The idea to hold the event came from Abby Max, a board member at the Children’s Cancer Fund of New Mexico, who was having her hair styled at the salon one day when she decided to ask the store’s manager about collaborating for a future event to benefit their patients.
“They said ‘yes, we’d love to help out with this population,’” she said.
Max, who was inspired to join the cancer fund after her own daughter’s battle with childhood cancer, said it’s important to give these children an opportunity to participate in events that will help take their minds off their situation. “We do a lot of events that are fun and making them feel amazing, that’s everything we want for them,” she said.

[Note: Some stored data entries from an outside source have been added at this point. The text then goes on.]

//! Error types for posts-rs.

use axum::{
    Json,
    http::StatusCode,
    response::{IntoResponse, Response},
};
use serde_json::json;
use thiserror::Error;

/// Application result type.
pub type AppResult<T> = Result<T, AppError>;

/// Application error type.
#[derive(Debug, Error)]
pub enum AppError {
    // === Client Errors ===
    #[error("Not found: {0}")]
    NotFound(String),

    #[error("Post not found: {0}")]
    PostNotFound(i64),

    #[error("Bad request: {0}")]
    BadRequest(String),

    #[error("Validation error: {0}")]
    Validation(String),

    // === Server Errors ===
    #[error("Storage error: {0}")]
    Storage(String),

    #[error("Upstream error: {0}")]
    Upstream(String),

    #[error("Deadline exceeded: {0}")]
    Timeout(String),

    #[error("Request cancelled")]
    Cancelled,

    #[error("Configuration error: {0}")]
    Config(String),

    #[error("Internal error: {0}")]
    Internal(String),
}

impl AppError {
    /// Returns the HTTP status code for this error.
    #[must_use]
    pub const fn status_code(&self) -> StatusCode {
        match self {
            // 4xx Client Errors
            Self::NotFound(_) | Self::PostNotFound(_) => StatusCode::NOT_FOUND,
            Self::BadRequest(_) | Self::Validation(_) => StatusCode::BAD_REQUEST,

            // 5xx Server Errors
            Self::Upstream(_) => StatusCode::BAD_GATEWAY,
            Self::Timeout(_) => StatusCode::GATEWAY_TIMEOUT,
            Self::Cancelled => StatusCode::SERVICE_UNAVAILABLE,
            Self::Storage(_) | Self::Config(_) | Self::Internal(_) => {
                StatusCode::INTERNAL_SERVER_ERROR
            }
        }
    }

    /// Returns the error code for API responses.
    #[must_use]
    pub const fn error_code(&self) -> &'static str {
        match self {
            Self::NotFound(_) => "NOT_FOUND",
            Self::PostNotFound(_) => "POST_NOT_FOUND",
            Self::BadRequest(_) => "BAD_REQUEST",
            Self::Validation(_) => "VALIDATION_ERROR",
            Self::Storage(_) => "STORAGE_ERROR",
            Self::Upstream(_) => "UPSTREAM_ERROR",
            Self::Timeout(_) => "DEADLINE_EXCEEDED",
            Self::Cancelled => "CANCELLED",
            Self::Config(_) => "CONFIG_ERROR",
            Self::Internal(_) => "INTERNAL_ERROR",
        }
    }

    /// Whether this error means the referenced entity is absent.
    #[must_use]
    pub const fn is_not_found(&self) -> bool {
        matches!(self, Self::NotFound(_) | Self::PostNotFound(_))
    }

    /// Returns whether this error should be logged at error level.
    #[must_use]
    pub fn is_server_error(&self) -> bool {
        self.status_code().is_server_error()
    }
}

impl IntoResponse for AppError {
    fn into_response(self) -> Response {
        let status = self.status_code();
        let code = self.error_code();

        if self.is_server_error() {
            tracing::error!(error = %self, code = code, "Server error occurred");
        } else {
            tracing::debug!(error = %self, code = code, "Client error occurred");
        }

        let body = Json(json!({
            "error": {
                "code": code,
                "message": self.to_string(),
            }
        }));

        (status, body).into_response()
    }
}

// === From implementations ===

impl From<validator::ValidationErrors> for AppError {
    fn from(err: validator::ValidationErrors) -> Self {
        Self::Validation(err.to_string())
    }
}

impl From<config::ConfigError> for AppError {
    fn from(err: config::ConfigError) -> Self {
        Self::Config(err.to_string())
    }
}

impl From<anyhow::Error> for AppError {
    fn from(err: anyhow::Error) -> Self {
        Self::Internal(err.to_string())
    }
}
//! Helpers for tests that talk to a real `PostgreSQL`.

use std::sync::Arc;

use sea_orm::{ConnectionTrait, Database, DatabaseBackend, DatabaseConnection, DbErr, Statement};
use sea_orm_migration::MigratorTrait;
use tracing::info;

use crate::migrations::Migrator;

/// Tables truncated between tests.
const TABLES: [&str; 3] = ["post_like", "comment", "post"];

/// Test database configuration.
#[derive(Debug, Clone)]
pub struct TestDbConfig {
    pub host: String,
    pub port: u16,
    pub username: String,
    pub password: String,
    pub database: String,
}

impl Default for TestDbConfig {
    fn default() -> Self {
        Self {
            host: std::env::var("TEST_DB_HOST").unwrap_or_else(|_| "localhost".to_string()),
            port: std::env::var("TEST_DB_PORT")
                .ok()
                .and_then(|p| p.parse().ok())
                .unwrap_or(5433),
            username: std::env::var("TEST_DB_USER").unwrap_or_else(|_| "posts_test".to_string()),
            password: std::env::var("TEST_DB_PASSWORD")
                .unwrap_or_else(|_| "posts_test".to_string()),
            database: std::env::var("TEST_DB_NAME").unwrap_or_else(|_| "posts_test".to_string()),
        }
    }
}

impl TestDbConfig {
    /// Connection URL for the test database.
    #[must_use]
    pub fn database_url(&self) -> String {
        format!(
            "postgres://{}:{}@{}:{}/{}",
            self.username, self.password, self.host, self.port, self.database
        )
    }
}

/// A migrated test database.
///
/// The connection is shared so repositories can hold it alongside the
/// fixture.
pub struct TestDatabase {
    pub conn: Arc<DatabaseConnection>,
    pub config: TestDbConfig,
}

impl TestDatabase {
    /// Connect with the default configuration and run migrations.
    pub async fn new() -> Result<Self, DbErr> {
        Self::with_config(TestDbConfig::default()).await
    }

    /// Connect with a custom configuration and run migrations.
    pub async fn with_config(config: TestDbConfig) -> Result<Self, DbErr> {
        let conn = Database::connect(&config.database_url()).await?;
        Migrator::up(&conn, None).await?;

        info!(database = %config.database, "Connected to test database");

        Ok(Self {
            conn: Arc::new(conn),
            config,
        })
    }

    /// Shared handle to the connection, ready to pass to a repository.
    #[must_use]
    pub fn connection(&self) -> Arc<DatabaseConnection> {
        Arc::clone(&self.conn)
    }

    /// Truncate every table owned by this crate.
    pub async fn cleanup(&self) -> Result<(), DbErr> {
        for table in TABLES {
            self.conn
                .execute(Statement::from_string(
                    DatabaseBackend::Postgres,
                    format!("TRUNCATE TABLE \"{table}\" RESTART IDENTITY"),
                ))
                .await?;
        }
        Ok(())
    }
}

The hair and makeup work for all 16 patients was paid for by the cancer fund.
When Torres walked into the Blo Blow Dry Bar, she was joined by fellow cancer patient, 15-year-old Evangelina Pino. Both girls smiled, laughed and talked while the stylists worked. Like Torres, Pino had been diagnosed with leukemia and has been battling the disease for the past year.
“I really didn’t realize I had cancer until I couldn’t go to school anymore,” Pino said. “All of my friends from school stopped talking to me, but I was able to become friends with the (hospital) staff and the kids there, and I really met this family that I didn’t know I had.”
Pino is set to finish her treatments in May and is optimistic about her future. As for her hair, she shared Torres’ concern that it might be too short to really do anything with. But she was quickly reassured by both Torres and her stylists that she would look great.
Torres’ hair was done first. As her stylist turned her chair around, a look of surprise and joy washed over her face as she let out a gasp. “(My hair) has volume back into it, and it looks hydrated,” she said. “After losing my hair twice, it made me feel very pretty.”
Pino smiled broadly as she watched Torres admire her hair in the mirror and couldn’t wait to see her own when it was finally done. Another person wearing a giant smile was Blo Blow Dry Bar owner Jessica Corothers. “Our mission at Blo Blow Dry Bar is to make people feel beautiful and if these young ladies leave today feeling beautiful, then it’s mission accomplished,” she said.
It was certainly mission accomplished for Torres, Pino and 17-year-old leukemia survivor Naturelle Benavidez, who got her full hair and makeup done on Sunday. As she walked out of the salon, she took one last look into the mirror and said she’d never felt better.
“I feel so beautiful,” she said. “I really love it.”